[Records from a data collection]
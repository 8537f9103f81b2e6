//! Export pipeline orchestrating the full download
//!
//! Brings the report source, row formatting, progress tracking, and the
//! output sink together into the one-shot export run.

use std::time::Instant;

use tracing::{debug, info};

use crate::error::Result;
use crate::reporting::{ReportQuery, ReportSource};

use super::format::format_rows;
use super::progress::ProgressTracker;
use super::sink::RecordSink;

/// Result of an export run
#[derive(Debug)]
pub struct ExportSummary {
    /// Number of rows exported
    pub rows_exported: u64,
    /// Number of pages fetched by the pagination loop
    pub pages_fetched: u32,
    /// File size in bytes
    pub file_size_bytes: u64,
    /// Time taken for the export
    pub elapsed_ms: u64,
}

/// Pipeline for export operations
///
/// Orchestrates the report source, row formatting, progress tracking, and
/// the output sink to move one report into one file.
pub struct ExportPipeline {
    /// Source of report pages
    source: Box<dyn ReportSource>,
    /// Output sink for formatted rows
    sink: Box<dyn RecordSink>,
    /// Query being exported; its page token advances as pages arrive
    query: ReportQuery,
    /// Whether to display a progress bar
    show_progress: bool,
}

impl ExportPipeline {
    /// Create a new export pipeline
    pub fn new(
        source: Box<dyn ReportSource>,
        sink: Box<dyn RecordSink>,
        query: ReportQuery,
        show_progress: bool,
    ) -> Self {
        Self {
            source,
            sink,
            query,
            show_progress,
        }
    }

    /// Execute the export operation
    ///
    /// This is the main entry point that orchestrates the entire run:
    /// 1. Ask the source for the total row count
    /// 2. Fetch pages, reformat them, and write them out
    /// 3. Advance the page token and the remaining-row budget
    /// 4. Finalize the sink and return statistics
    ///
    /// The loop ends when the continuation token runs out or the requested
    /// row budget is spent, whichever comes first. The budget goes down by
    /// one full page size per iteration regardless of how many rows the
    /// page actually held.
    ///
    /// # Returns
    /// * `Result<ExportSummary>` - Export statistics or error
    pub async fn execute(&mut self) -> Result<ExportSummary> {
        let start_time = Instant::now();

        info!("Starting export operation");
        let total = self.source.total(&self.query).await?;
        info!("Report contains {} rows", total);

        let tracker = ProgressTracker::new(total, self.show_progress);
        let mut exported = 0u64;
        let mut pages_fetched = 0u32;
        let mut remaining = total as i64;

        while remaining > 0 {
            debug!("Fetching page #{}", pages_fetched + 1);
            let page = self.source.fetch_page(&self.query).await?;
            pages_fetched += 1;

            let formatted = format_rows(&page.rows)?;
            let written = self.sink.write(&formatted).await?;

            exported += written as u64;
            tracker.update(exported);

            let last_page = page.next_page_token.is_none();
            self.query.set_page_token(page.next_page_token);
            remaining -= self.query.page_size() as i64;
            debug!("{} rows remaining to request", remaining.max(0));

            if last_page {
                debug!("No continuation token, report exhausted");
                break;
            }
        }

        tracker.finish();
        self.sink.finalize().await?;

        let file_size_bytes = self.sink.file_size().await?;
        let elapsed_ms = start_time.elapsed().as_millis() as u64;

        info!(
            "Export completed: {} rows, {} pages, {} bytes, {} ms",
            exported, pages_fetched, file_size_bytes, elapsed_ms
        );

        Ok(ExportSummary {
            rows_exported: exported,
            pages_fetched,
            file_size_bytes,
            elapsed_ms,
        })
    }
}

#[cfg(test)]
mod tests {
    use super::*;
    use async_trait::async_trait;
    use chrono::NaiveDate;
    use std::sync::{Arc, Mutex};

    use crate::error::{ExportError, RowError, SourceError};
    use crate::export::format::FormattedRow;
    use crate::reporting::{ReportPage, ReportRow};

    // Mock report source serving a scripted page sequence
    struct MockSource {
        total: u64,
        pages: Vec<ReportPage>,
        expected_tokens: Vec<Option<&'static str>>,
        current: usize,
    }

    impl MockSource {
        fn new(total: u64, pages: Vec<ReportPage>) -> Self {
            Self {
                total,
                pages,
                expected_tokens: Vec::new(),
                current: 0,
            }
        }

        fn expecting_tokens(mut self, tokens: Vec<Option<&'static str>>) -> Self {
            self.expected_tokens = tokens;
            self
        }
    }

    #[async_trait]
    impl ReportSource for MockSource {
        async fn fetch_page(&mut self, query: &ReportQuery) -> Result<ReportPage> {
            if let Some(expected) = self.expected_tokens.get(self.current) {
                assert_eq!(query.page_token(), *expected, "unexpected page token");
            }

            if self.current < self.pages.len() {
                let page = self.pages[self.current].clone();
                self.current += 1;
                Ok(page)
            } else {
                Err(SourceError::EmptyResponse.into())
            }
        }

        async fn total(&mut self, _query: &ReportQuery) -> Result<u64> {
            Ok(self.total)
        }
    }

    // Mock sink recording batch sizes; the log handle stays observable
    // after the sink moves into the pipeline.
    struct MockSink {
        batches: Arc<Mutex<Vec<usize>>>,
    }

    impl MockSink {
        fn new() -> Self {
            Self {
                batches: Arc::new(Mutex::new(Vec::new())),
            }
        }

        fn batch_log(&self) -> Arc<Mutex<Vec<usize>>> {
            Arc::clone(&self.batches)
        }
    }

    #[async_trait]
    impl RecordSink for MockSink {
        async fn write(&mut self, rows: &[FormattedRow]) -> Result<usize> {
            self.batches.lock().unwrap().push(rows.len());
            Ok(rows.len())
        }

        async fn finalize(&mut self) -> Result<()> {
            Ok(())
        }

        async fn file_size(&self) -> Result<u64> {
            let rows: u64 = self.batches.lock().unwrap().iter().map(|n| *n as u64).sum();
            Ok(rows * 100) // Mock size
        }
    }

    fn sample_query() -> ReportQuery {
        ReportQuery::new(
            "123456789",
            NaiveDate::from_ymd_opt(2022, 6, 1).unwrap(),
            NaiveDate::from_ymd_opt(2022, 6, 30).unwrap(),
            None,
        )
    }

    fn row(n: usize) -> ReportRow {
        ReportRow {
            date_hour_minute: "202206011530".to_string(),
            hostname: "www.example.jp".to_string(),
            page_path: format!("/page/{n}"),
            source_medium: "google / organic".to_string(),
            previous_page_path: "(entrance)".to_string(),
            pageviews: "1".to_string(),
        }
    }

    fn page(rows: usize, row_count: u64, token: Option<&str>) -> ReportPage {
        ReportPage {
            rows: (0..rows).map(row).collect(),
            row_count,
            next_page_token: token.map(|t| t.to_string()),
        }
    }

    #[tokio::test]
    async fn test_export_paginates_until_exhausted() {
        let source = MockSource::new(
            3500,
            vec![page(2000, 3500, Some("2000")), page(1500, 3500, None)],
        )
        .expecting_tokens(vec![None, Some("2000")]);

        let sink = MockSink::new();
        let batches = sink.batch_log();

        let mut pipeline =
            ExportPipeline::new(Box::new(source), Box::new(sink), sample_query(), false);
        let summary = pipeline.execute().await.unwrap();

        assert_eq!(summary.rows_exported, 3500);
        assert_eq!(summary.pages_fetched, 2);
        assert_eq!(summary.file_size_bytes, 3500 * 100);
        assert_eq!(*batches.lock().unwrap(), vec![2000, 1500]);
    }

    #[tokio::test]
    async fn test_no_data_available() {
        let source = MockSource::new(0, Vec::new());

        let mut pipeline = ExportPipeline::new(
            Box::new(source),
            Box::new(MockSink::new()),
            sample_query(),
            false,
        );
        let summary = pipeline.execute().await.unwrap();

        assert_eq!(summary.rows_exported, 0);
        assert_eq!(summary.pages_fetched, 0);
        assert_eq!(summary.file_size_bytes, 0);
    }

    #[tokio::test]
    async fn test_stops_when_token_runs_out_early() {
        // The reported total promises more pages than the token chain
        // actually delivers.
        let source = MockSource::new(
            10_000,
            vec![page(2000, 10_000, Some("2000")), page(2000, 10_000, None)],
        );

        let mut pipeline = ExportPipeline::new(
            Box::new(source),
            Box::new(MockSink::new()),
            sample_query(),
            false,
        );
        let summary = pipeline.execute().await.unwrap();

        assert_eq!(summary.rows_exported, 4000);
        assert_eq!(summary.pages_fetched, 2);
    }

    #[tokio::test]
    async fn test_stops_on_row_budget_even_with_token() {
        // Exactly one page worth of rows; the trailing token must not
        // trigger another fetch because the budget is already spent.
        let source = MockSource::new(2000, vec![page(2000, 2000, Some("2000"))]);

        let mut pipeline = ExportPipeline::new(
            Box::new(source),
            Box::new(MockSink::new()),
            sample_query(),
            false,
        );
        let summary = pipeline.execute().await.unwrap();

        assert_eq!(summary.rows_exported, 2000);
        assert_eq!(summary.pages_fetched, 1);
    }

    #[tokio::test]
    async fn test_malformed_row_aborts_run() {
        let mut bad_page = page(1, 2001, None);
        bad_page.rows[0].date_hour_minute = "garbage".to_string();

        let source = MockSource::new(2001, vec![page(2000, 2001, Some("2000")), bad_page]);

        let mut pipeline = ExportPipeline::new(
            Box::new(source),
            Box::new(MockSink::new()),
            sample_query(),
            false,
        );
        let result = pipeline.execute().await;

        assert!(matches!(
            result,
            Err(ExportError::Row(RowError::InvalidTimestamp(_)))
        ));
    }

    #[tokio::test]
    async fn test_source_error_propagates() {
        // Total of 5 promised but no pages to serve.
        let source = MockSource::new(5, Vec::new());

        let mut pipeline = ExportPipeline::new(
            Box::new(source),
            Box::new(MockSink::new()),
            sample_query(),
            false,
        );

        assert!(matches!(
            pipeline.execute().await,
            Err(ExportError::Source(SourceError::EmptyResponse))
        ));
    }
}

What to do: Wherever the word "await" appears in a line of the data above, copy that line.

Solution to this exercise:
        let total = self.source.total(&self.query).await?;
            let page = self.source.fetch_page(&self.query).await?;
            let written = self.sink.write(&formatted).await?;
        self.sink.finalize().await?;
        let file_size_bytes = self.sink.file_size().await?;
        let summary = pipeline.execute().await.unwrap();
        let summary = pipeline.execute().await.unwrap();
        let summary = pipeline.execute().await.unwrap();
        let summary = pipeline.execute().await.unwrap();
        let result = pipeline.execute().await;
            pipeline.execute().await,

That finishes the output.